Systran software has ruled computer translation for years. It has been the technology behind both AltaVista’s Babelfish (now owned by Yahoo), and Google’s translation service, called Google Translate. But now Google has replaced Systran technology with its own translation software.
Google says their approach was to “feed the computer billions of words of text, both monolingual text in the target language, and aligned text consisting of examples of human translations between the languages. We then apply statistical learning techniques to build a translation model. We’ve achieved very good results in research evaluations.”
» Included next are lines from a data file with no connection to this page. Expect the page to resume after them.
use axum::{
    http::StatusCode,
    response::{IntoResponse, Response},
    Json,
};
use serde::Serialize;
use thiserror::Error;

use crate::items::{RepositoryError, ValidationError};

#[derive(Error, Debug)]
pub enum AppError {
    #[error("Configuration error: {0}")]
    Config(#[from] config::ConfigError),

    #[error("WebSocket handshake failed: {0}")]
    Handshake(String),

    #[error("Validation error: {0}")]
    Validation(String),

    #[error("Not found: {0}")]
    NotFound(String),

    #[error("Storage error: {0}")]
    Repository(#[from] RepositoryError),

    #[error("Internal error: {0}")]
    Internal(String),
}

impl From<ValidationError> for AppError {
    fn from(err: ValidationError) -> Self {
        AppError::Validation(err.to_string())
    }
}

#[derive(Serialize)]
struct ErrorResponse {
    error: ErrorBody,
}

#[derive(Serialize)]
struct ErrorBody {
    code: String,
    message: String,
}

/// Check if running in production mode (based on RUN_MODE env var)
fn is_production() -> bool {
    std::env::var("RUN_MODE")
        .map(|m| m == "production" || m == "prod")
        .unwrap_or(false)
}

impl AppError {
    /// HTTP status and stable error code for this error
    pub fn status_and_code(&self) -> (StatusCode, &'static str) {
        match self {
            AppError::Config(_) => (StatusCode::INTERNAL_SERVER_ERROR, "CONFIG_ERROR"),
            AppError::Handshake(_) => (StatusCode::BAD_REQUEST, "HANDSHAKE_FAILED"),
            AppError::Validation(_) => (StatusCode::BAD_REQUEST, "VALIDATION_ERROR"),
            AppError::NotFound(_) => (StatusCode::NOT_FOUND, "NOT_FOUND"),
            AppError::Repository(_) => (StatusCode::INTERNAL_SERVER_ERROR, "STORAGE_ERROR"),
            AppError::Internal(_) => (StatusCode::INTERNAL_SERVER_ERROR, "INTERNAL_ERROR"),
        }
    }
}

impl IntoResponse for AppError {
    fn into_response(self) -> Response {
        let (status, code) = self.status_and_code();
        let log_message = match &self {
            AppError::Config(e) => e.to_string(),
            AppError::Repository(e) => e.to_string(),
            AppError::Handshake(msg)
            | AppError::Validation(msg)
            | AppError::NotFound(msg)
            | AppError::Internal(msg) => msg.clone(),
        };

        // Server faults keep their detail out of client responses in production
        let client_message = match &self {
            AppError::Config(_) if is_production() => "Configuration error".to_string(),
            AppError::Repository(_) if is_production() => {
                "Service temporarily unavailable".to_string()
            }
            AppError::Internal(_) if is_production() => "Internal server error".to_string(),
            _ => log_message.clone(),
        };

        if status.is_server_error() {
            tracing::error!(
                code = %code,
                status = %status.as_u16(),
                message = %log_message,
                "API error"
            );
        } else {
            tracing::debug!(
                code = %code,
                status = %status.as_u16(),
                message = %log_message,
                "API request rejected"
            );
        }

        let body = ErrorResponse {
            error: ErrorBody {
                code: code.to_string(),
                message: client_message,
            },
        };

        (status, Json(body)).into_response()
    }
}

pub type Result<T> = std::result::Result<T, AppError>;

#[cfg(test)]
mod tests {
    use super::*;

    #[test]
    fn test_client_errors_map_to_4xx() {
        let (status, code) = AppError::NotFound("Item 7".to_string()).status_and_code();
        assert_eq!(status, StatusCode::NOT_FOUND);
        assert_eq!(code, "NOT_FOUND");

        let (status, code) = AppError::Validation("bad".to_string()).status_and_code();
        assert_eq!(status, StatusCode::BAD_REQUEST);
        assert_eq!(code, "VALIDATION_ERROR");

        let (status, _) = AppError::Handshake("no upgrade".to_string()).status_and_code();
        assert_eq!(status, StatusCode::BAD_REQUEST);
    }

    #[test]
    fn test_validation_error_conversion() {
        let err: AppError = ValidationError::NegativePrice.into();
        assert!(matches!(err, AppError::Validation(_)));
    }

    #[test]
    fn test_into_response_status() {
        let response = AppError::NotFound("Item 1 not found".to_string()).into_response();
        assert_eq!(response.status(), StatusCode::NOT_FOUND);

        let response = AppError::Internal("boom".to_string()).into_response();
        assert_eq!(response.status(), StatusCode::INTERNAL_SERVER_ERROR);
    }
}
//! Prometheus metrics endpoint.

use axum::{
    extract::State,
    http::{header, StatusCode},
    response::IntoResponse,
};

use crate::metrics;
use crate::server::AppState;

/// GET /metrics - Prometheus metrics endpoint
pub async fn prometheus_metrics(State(state): State<AppState>) -> impl IntoResponse {
    // The gauge tracks opens and closes; resync it with the registry on scrape
    metrics::CONNECTIONS_ACTIVE.set(state.registry.len() as i64);

    match metrics::encode_metrics() {
        Ok(output) => (
            StatusCode::OK,
            [(header::CONTENT_TYPE, "text/plain; version=0.0.4; charset=utf-8")],
            output,
        ),
        Err(e) => {
            tracing::error!(error = %e, "Failed to encode Prometheus metrics");
            (
                StatusCode::INTERNAL_SERVER_ERROR,
                [(header::CONTENT_TYPE, "text/plain")],
                format!("Failed to encode metrics: {}", e),
            )
        }
    }
}
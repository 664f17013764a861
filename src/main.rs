use anyhow::{Context, Result};
use tokio::net::TcpListener;
use tokio::signal;
use tokio::sync::broadcast;

use mumo_service::config::{Settings, StorageBackend};
use mumo_service::items::ensure_schema;
use mumo_service::postgres::PostgresPool;
use mumo_service::server::{create_app, AppState};
use mumo_service::shutdown::GracefulShutdown;
use mumo_service::tasks::HeartbeatTask;
use mumo_service::telemetry::init_telemetry;

#[tokio::main]
async fn main() -> Result<()> {
    // Load configuration
    let settings = Settings::new().context("failed to load configuration")?;

    // Initialize tracing
    let _telemetry = init_telemetry(&settings.log, &settings.otel)?;
    tracing::info!(project = %settings.api.project_name, "Configuration loaded");

    // Connect storage
    let postgres_pool = match settings.database.backend {
        StorageBackend::Postgres => {
            let pool = PostgresPool::new(&settings.database)
                .await
                .context("failed to connect to PostgreSQL")?;
            ensure_schema(pool.pool())
                .await
                .context("failed to create items schema")?;
            Some(pool)
        }
        StorageBackend::Memory => None,
    };

    // Create application state
    let state = AppState::new(settings.clone(), postgres_pool.clone());
    tracing::info!(storage = state.items.backend_type(), "Application state initialized");

    let (shutdown_tx, _) = broadcast::channel::<()>(1);

    // Start heartbeat task in background
    let heartbeat_task = HeartbeatTask::new(
        settings.websocket.clone(),
        state.registry.clone(),
        shutdown_tx.subscribe(),
    );
    let heartbeat_handle = tokio::spawn(async move {
        heartbeat_task.run().await;
    });

    let graceful = GracefulShutdown::new(
        state.registry.clone(),
        state.broadcaster.clone(),
        shutdown_tx,
    );

    // Create Axum app
    let app = create_app(state);

    // Start server
    let addr = settings.server_addr();
    let listener = TcpListener::bind(&addr)
        .await
        .with_context(|| format!("failed to bind {}", addr))?;
    tracing::info!("Server listening on {}", addr);

    // Upgraded WebSocket connections outlive the HTTP server, so they are
    // closed explicitly once the signal arrives
    axum::serve(listener, app)
        .with_graceful_shutdown(async move {
            let reason = shutdown_signal_handler().await;
            graceful.execute(reason).await;
        })
        .await?;

    tracing::info!("Waiting for background tasks to finish...");
    let _ = heartbeat_handle.await;

    if let Some(pool) = postgres_pool {
        pool.close().await;
    }

    tracing::info!("Server shutdown complete");
    Ok(())
}

async fn shutdown_signal_handler() -> &'static str {
    let ctrl_c = async {
        if let Err(e) = signal::ctrl_c().await {
            tracing::error!(error = %e, "Failed to install Ctrl+C handler");
            std::future::pending::<()>().await;
        }
    };

    #[cfg(unix)]
    let terminate = async {
        match signal::unix::signal(signal::unix::SignalKind::terminate()) {
            Ok(mut sigterm) => {
                sigterm.recv().await;
            }
            Err(e) => {
                tracing::error!(error = %e, "Failed to install signal handler");
                std::future::pending::<()>().await;
            }
        }
    };

    #[cfg(not(unix))]
    let terminate = std::future::pending::<()>();

    tokio::select! {
        _ = ctrl_c => {
            tracing::info!("Received Ctrl+C, initiating graceful shutdown");
            "ctrl_c"
        }
        _ = terminate => {
            tracing::info!("Received terminate signal, initiating graceful shutdown");
            "terminate"
        }
    }
}
//! Live connection tracking.

mod registry;
mod stats;
mod types;

pub use registry::ConnectionRegistry;
pub use stats::ConnectionStats;
pub use types::{ConnectionError, ConnectionHandle, ConnectionLimits, DeliveryError};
This approach sounds a bit naive on the face of it. Could it work? Let’s try a sample translation on both Babelfish and Google Translate. To keep things fair, I consulted my Yi jing page, which randomly produced hexagram 39, “Stumbling” (hmmm). The lines go like this (those after the asterisk are the commentary portion of the text):
Stumbling forth and strutting back
Porters stumbling under loads
Stumbling and turning about
Turning back to join with friends
Friends appear for welcoming
Stumbling forth and riding back
Water over mountain. Hard to get a foothold.
Choose the easier path.
Okay. We’ll translate into French and then back into English and then into German and then back into English. We’re using two languages that contributed heavily to the development of English rather than languages that are unrelated to it, so this should be a piece of cake, right?
Babelfish results first:
Stolpern in front and pavanement the back luggage cart-loads, those under the loads stolpern and turns around revolution again with stolpern, connects to the friends to assemble those the friends for the Stolpern of the admission in front and after looks * finished Montagne of the water. A balance strongly reach. Select the simpler way.
Gibberish, although I do like the way a Chinese flavor is creatively introduced by rendering “hard to get a foothold” as “a balance strongly reach.” Now let’s try Google Translate:
Stumbling block strutting back and forth
Owners stumbling block under strain
Stumbling block and
To return to connect with friends
Friends at the reception
Stumbling block fourth and riding back
The water on the mountain. Hard to get a foot.
Select the way.
Somewhat better — at least all of the words are English — although most of the sense is still wrong (how in the world did “forth” become “fourth”?). Still, while I’m not eager to add to the Google world information monopoly, it looks to me like the Google engineers have indeed surpassed Systran. The Google translation is not only a bit more intelligible and closer to the original but it also retains the format of the original. And the web interface was cleaner and easier besides. It’s not the result I was expecting, but I have to say, comparatively good job, Google.
With the caveat, of course, that both results are nearly useless. Bottom line: if you really need something translated correctly, hire a human.